I am usually a very positive person despite my moments of darkness, but these last few weeks have been tough. My own anxieties have been playing up and I know that I need to remain strong for Cesar and for my children. I always wonder what our neighbors think when they hear the tantrums, most likely cursing us for having a million children in just a few years. I feel guilty, and then I remember that we are doing the right thing. We asked for help, which is hard, but in the end will make us into better parents. I understand why Luna chose us... She knew I would get it, would understand what goes on behind those beautiful eyes, that most of the time all she needs is a hug and for us to tell her it will all be OK. It’s hard enough for an adult to express emotions, for a child who has so many of them it must be excruciating. This path into child therapy has also opened up a lot of things I have buried, childhood traumas and pain, and it does make me realize that I could probably also benefit from having someone to talk to. Sometimes writing doesn’t always help, it can also be another source of anxiety at times. I don’t know, first things first.
I do have to say though... If you see a 3 or 4 year old who isn’t potty trained yet, or a child who is watching an iPad in their stroller, or a kid who is screaming to nurse in a restaurant when they are able to talk, eat, and drink without an issue, don’t just put it down to bad or lazy parenting. Some things just don’t happen as they are “supposed” to, no matter how hard we work, and how patient we are. I am keeping my fingers crossed that by January Luna will be potty trained and weaned, so that we can send her to preschool, which I think will be beneficial for her. In the mean time we are setting a plan in place with Luna’s therapist and we will go from there.
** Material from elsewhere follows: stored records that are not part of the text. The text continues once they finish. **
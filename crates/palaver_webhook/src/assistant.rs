//! Adapter for the direct platform envelope.

use std::{future::Future, sync::Arc};

use palaver_conversation::{Conversation, ConversationResponse, intent, session};
use palaver_wire::{
    AppRequest, AppResponse, ExpectedInput, ExpectedIntent, FinalResponse, InputPrompt,
};
use tracing::debug;

use crate::{
    TurnReply,
    app::AppCore,
    error::Result,
    router::{HandlerError, TurnArgs},
    verify::{IdentityVerifier, Verification},
};

/// A webhook app speaking the direct platform envelope. Session data rides
/// the conversation token; user storage rides its own response field.
#[derive(Default)]
pub struct AssistantApp {
    core: AppCore,
}

impl AssistantApp {
    pub fn new() -> Self {
        Self::default()
    }

    /// Register a handler for an intent name.
    #[must_use]
    pub fn intent<F, Fut>(mut self, name: impl Into<String>, handler: F) -> Self
    where
        F: Fn(Conversation, TurnArgs) -> Fut + Send + Sync + 'static,
        Fut: Future<Output = std::result::Result<Conversation, HandlerError>> + Send + 'static,
    {
        self.core.handlers.insert(name, handler);
        self
    }

    /// Fulfill `name` with the handler registered for `target`.
    #[must_use]
    pub fn redirect(mut self, name: impl Into<String>, target: impl Into<String>) -> Self {
        self.core.handlers.redirect(name, target);
        self
    }

    /// Handler for intents with no registered handler.
    #[must_use]
    pub fn fallback<F, Fut>(mut self, handler: F) -> Self
    where
        F: Fn(Conversation, TurnArgs) -> Fut + Send + Sync + 'static,
        Fut: Future<Output = std::result::Result<Conversation, HandlerError>> + Send + 'static,
    {
        self.core.handlers.set_fallback(handler);
        self
    }

    /// Recover handler failures into a response instead of failing the turn.
    #[must_use]
    pub fn catch<F, Fut>(mut self, catcher: F) -> Self
    where
        F: Fn(Conversation, HandlerError) -> Fut + Send + Sync + 'static,
        Fut: Future<Output = std::result::Result<Conversation, HandlerError>> + Send + 'static,
    {
        self.core.handlers.set_catcher(catcher);
        self
    }

    /// Reject turns whose bearer token does not verify.
    #[must_use]
    pub fn verification(
        mut self,
        verification: Verification,
        verifier: Arc<dyn IdentityVerifier>,
    ) -> Self {
        self.core.verification = Some(verification);
        self.core.verifier = Some(verifier);
        self
    }

    /// Client ID for decoding user sign-in tokens.
    #[must_use]
    pub fn client_id(mut self, client_id: impl Into<String>, verifier: Arc<dyn IdentityVerifier>) -> Self {
        self.core.client_id = Some(client_id.into());
        self.core.verifier = Some(verifier);
        self
    }

    #[must_use]
    pub fn debug(mut self, debug: bool) -> Self {
        self.core.debug = debug;
        self
    }

    /// Process one turn from raw body bytes.
    pub async fn handle_bytes(&self, body: &[u8], token: Option<&str>) -> Result<TurnReply> {
        let body: AppRequest = serde_json::from_slice(body)?;
        self.handle(body, token).await
    }

    /// Process one turn: verify, construct, dispatch, finalize, serialize.
    pub async fn handle(&self, body: AppRequest, token: Option<&str>) -> Result<TurnReply> {
        if let Some(rejected) = self.core.reject_unverified(token).await {
            return Ok(rejected);
        }

        if self.core.debug {
            debug!(request = %serde_json::to_string(&body).unwrap_or_default(), "Turn request.");
        }

        let conv = Conversation::from_assistant(&body);
        let mut conv = self.core.run(conv, &body_intent(&body)).await?;

        if let Some(raw) = conv.raw_response() {
            return Ok(TurnReply::ok(raw.clone()));
        }

        let response = conv.response()?;
        let mut app_response = serialize(response);
        app_response.conversation_token = Some(session::save(&conv.data));

        let reply = TurnReply::ok(serde_json::to_value(app_response)?);

        if self.core.debug {
            debug!(response = %reply.body, "Turn response.");
        }

        Ok(reply)
    }
}

fn body_intent(body: &AppRequest) -> String {
    body.inputs
        .first()
        .and_then(|input| input.intent.clone())
        .unwrap_or_default()
}

/// Fold result to wire envelope: the rich response lands under
/// `expectedInputs` while the conversation continues and under
/// `finalResponse` once it closes.
fn serialize(response: ConversationResponse) -> AppResponse {
    let ConversationResponse {
        rich_response,
        expect_user_response,
        user_storage,
        expected_intent,
        no_input_prompts,
        ..
    } = response;

    let mut app_response = AppResponse {
        user_storage: Some(user_storage),
        expect_user_response: Some(expect_user_response),
        ..AppResponse::default()
    };

    if expect_user_response {
        // Without an explicit question, the platform should collect free
        // text next.
        let possible_intents = vec![expected_intent.unwrap_or(ExpectedIntent {
            intent: Some(intent::TEXT.to_owned()),
            input_value_data: None,
        })];

        app_response.expected_inputs = vec![ExpectedInput {
            input_prompt: Some(InputPrompt {
                rich_initial_prompt: Some(rich_response),
                no_input_prompts,
            }),
            possible_intents,
        }];
    } else {
        app_response.final_response = Some(FinalResponse {
            rich_response: Some(rich_response),
        });
    }

    app_response
}

#[cfg(test)]
#[path = "assistant_tests.rs"]
mod tests;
And I will try to let go of some of the guilt that has been plaguing me recently.
We are lucky to have a pediatrician who really listens to her patients and their parents, and always remembers them. She has been following Luna since she was two years old (when we moved here), and has witnessed some of the symptoms of anxiety firsthand during visits. I’m glad that she pushed me to make the call because I don’t know if I would have done it otherwise. Parenting is as tough as hell, but I wouldn’t have it any other way.